Max Sum
Time Limit: 2000/1000 MS (Java/Others) Memory Limit: 65536/32768 K (Java/Others)
Total Submission(s): 244914 Accepted Submission(s): 57821
Problem Description Given a sequence a[1],a[2],a[3]......a[n], your job is to calculate the max sum of a sub-sequence. For example, given (6,-1,5,4,-7), the max sum in this sequence is 6 + (-1) + 5 + 4 = 14.
Input The first line of the input contains an integer T(1<=T<=20) which means the number of test cases. Then T lines follow, each line starts with a number N(1<=N<=100000), then N integers followed(all the integers are between -1000 and 1000).

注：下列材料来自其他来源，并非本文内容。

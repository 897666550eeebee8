#![allow(dead_code)]

use std::collections::HashMap;
use std::path::{Path, PathBuf};
use std::process::Command;

use tempfile::TempDir;

/// Chdir for the duration of a test; restores the original directory on drop.
pub struct DirGuard {
    original: PathBuf,
}

impl DirGuard {
    pub fn enter(path: &Path) -> Self {
        let original = std::env::current_dir().expect("failed to read current directory");
        std::env::set_current_dir(path).expect("failed to change current directory");
        Self { original }
    }
}

impl Drop for DirGuard {
    fn drop(&mut self) {
        let _ = std::env::set_current_dir(&self.original);
    }
}

/// Scoped environment mutation; previous values come back on drop.
pub struct EnvGuard {
    previous: HashMap<String, Option<String>>,
}

impl EnvGuard {
    pub fn set(pairs: &[(&str, &str)]) -> Self {
        let mut previous = HashMap::new();
        for (key, value) in pairs {
            previous.insert((*key).to_string(), std::env::var(key).ok());
            std::env::set_var(key, value);
        }
        Self { previous }
    }

    pub fn clear(keys: &[&str]) -> Self {
        let mut previous = HashMap::new();
        for key in keys {
            previous.insert((*key).to_string(), std::env::var(key).ok());
            std::env::remove_var(key);
        }
        Self { previous }
    }
}

impl Drop for EnvGuard {
    fn drop(&mut self) {
        for (key, value) in &self.previous {
            match value {
                Some(value) => std::env::set_var(key, value),
                None => std::env::remove_var(key),
            }
        }
    }
}

pub fn init_git_repo() -> TempDir {
    let repo = TempDir::new().expect("failed to create temp dir");
    git_ok(repo.path(), ["init"]);
    git_ok(repo.path(), ["config", "user.name", "Test User"]);
    git_ok(repo.path(), ["config", "user.email", "test@example.com"]);
    repo
}

pub fn write_file(path: &Path, content: &str) {
    std::fs::write(path, content).expect("failed to write file");
}

pub fn git_ok<const N: usize>(cwd: &Path, args: [&str; N]) {
    git_stdout(cwd, args);
}

pub fn git_stdout<const N: usize>(cwd: &Path, args: [&str; N]) -> String {
    let output = Command::new("git")
        .args(args)
        .current_dir(cwd)
        .output()
        .expect("failed to run git");
    assert!(
        output.status.success(),
        "git command failed: git {}\nstdout: {}\nstderr: {}",
        args.join(" "),
        String::from_utf8_lossy(&output.stdout),
        String::from_utf8_lossy(&output.stderr)
    );
    String::from_utf8_lossy(&output.stdout).trim().to_string()
}

pub fn commit_file(repo_path: &Path, rel_path: &str, content: &str, message: &str) {
    let full_path = repo_path.join(rel_path);
    if let Some(parent) = full_path.parent() {
        std::fs::create_dir_all(parent).expect("failed to create parent directories");
    }
    write_file(&full_path, content);
    git_ok(repo_path, ["add", rel_path]);
    git_ok(repo_path, ["commit", "-m", message]);
}
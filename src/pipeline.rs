use crate::client::CompletionApi;
use crate::config::AppConfig;
use crate::credentials::{CredentialStore, OPENROUTER_KEY};
use crate::diff;
use crate::error::PipelineError;
use crate::git::VersionControl;
use crate::message;
use crate::prompt;
use crate::report::{Reporter, Severity};
use crate::sink::MessageSink;

/// How the diff text is acquired: per-file diffs of whatever is pending
/// (staging working-tree edits along the way), or the already-staged diff
/// verbatim with no staging action.
#[derive(Debug, Clone, Copy, PartialEq, Eq)]
pub enum DiffStrategy {
    Tracked,
    StagedOnly,
}

#[derive(Debug, PartialEq, Eq)]
pub enum Outcome {
    Generated(String),
    NoChanges,
}

/// The full generation run, wired through explicit collaborators so it can
/// be exercised without git, a terminal, or a network.
pub struct Pipeline<'a> {
    pub vcs: &'a dyn VersionControl,
    pub client: &'a dyn CompletionApi,
    pub credentials: &'a dyn CredentialStore,
    pub sink: &'a dyn MessageSink,
    pub reporter: &'a dyn Reporter,
    pub config: &'a AppConfig,
    pub strategy: DiffStrategy,
}

impl Pipeline<'_> {
    pub fn run(&self) -> Result<Outcome, PipelineError> {
        let root = self
            .vcs
            .workspace_root()
            .map_err(|err| PipelineError::DiffUnavailable(format!("{err:#}")))?;
        if root.is_none() {
            return Err(PipelineError::NoRepository);
        }

        let diff_text = match self.strategy {
            DiffStrategy::Tracked => {
                let pending = self
                    .vcs
                    .pending_changes()
                    .map_err(|err| PipelineError::DiffUnavailable(format!("{err:#}")))?;
                if pending.is_empty() {
                    self.reporter
                        .report(Severity::Info, "No changes found to commit.");
                    return Ok(Outcome::NoChanges);
                }
                diff::assemble(self.vcs, &pending.changes, pending.mode, self.reporter)?
            }
            DiffStrategy::StagedOnly => {
                let staged = self
                    .vcs
                    .staged_diff()
                    .map_err(|err| PipelineError::DiffUnavailable(format!("{err:#}")))?;
                if staged.trim().is_empty() {
                    self.reporter
                        .report(Severity::Info, "No staged changes found to commit.");
                    return Ok(Outcome::NoChanges);
                }
                staged
            }
        };

        // Unreadable store and missing token share one remedy: `cmg auth`.
        let credential = self
            .credentials
            .get(OPENROUTER_KEY)
            .map_err(|_| PipelineError::MissingCredential)?
            .ok_or(PipelineError::MissingCredential)?;

        let prompt = prompt::build(&diff_text, &self.config.model);
        let raw = self.client.complete(&prompt, &credential)?;
        let commit_message = message::normalize(&raw);

        self.reporter
            .report(Severity::Info, &format!("Generated: \"{commit_message}\""));

        // Publish failures are reported but never abort a finished run.
        if let Err(err) = self.sink.publish(&commit_message) {
            self.reporter.report(
                Severity::Error,
                &format!("Could not write the commit message: {err:#}"),
            );
        }

        Ok(Outcome::Generated(commit_message))
    }
}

Output For each test case, you should output two lines. The first line is "Case #:", # means the number of the test case. The second line contains three integers, the Max Sum in the sequence, the start position of the sub-sequence, the end position of the sub-sequence. If there are more than one result, output the first one. Output a blank line between two cases.
Sample Input
2
5 6 -1 5 4 -7
7 0 6 -1 1 -6 7 -5
Sample Output
Case 1:
14 1 4
Case 2:
7 1 6
给出n个数,求连续子串和的最大值,并记录起始点和终止点
直接遍历一遍,记录前缀和并不断刷新最大值和右端点,如果前缀和<0,将记录值变为0,左端点变为此时的下一点
#include <iostream>
#include<cstdio>
#include<cstring>
#include<algorithm>
#include<cmath>
#define inf 0x3f3f3f3f
#define mem(a,b) memset(a,b,sizeof(a))
#define N 100005
using namespace std;
int a[N];
int main()
{
int t,q=1;
scanf("%d",&t);
while(t--)
{
int n;
scanf("%d",&n);
for(int i=1;i<=n;i++)
scanf("%d",&a[i]);
int cnt=0,maxn=-1000,x1=1,x,y;
for(int i=1;i<=n;i++)
{
cnt+=a[i];
if(cnt>maxn)
maxn=cnt,x=x1,y=i;
if(cnt<0)
cnt=0,x1=i+1;
}
printf("Case %d:\n%d %d %d\n",q++,maxn,x,y);
if(t)
puts("");
}
}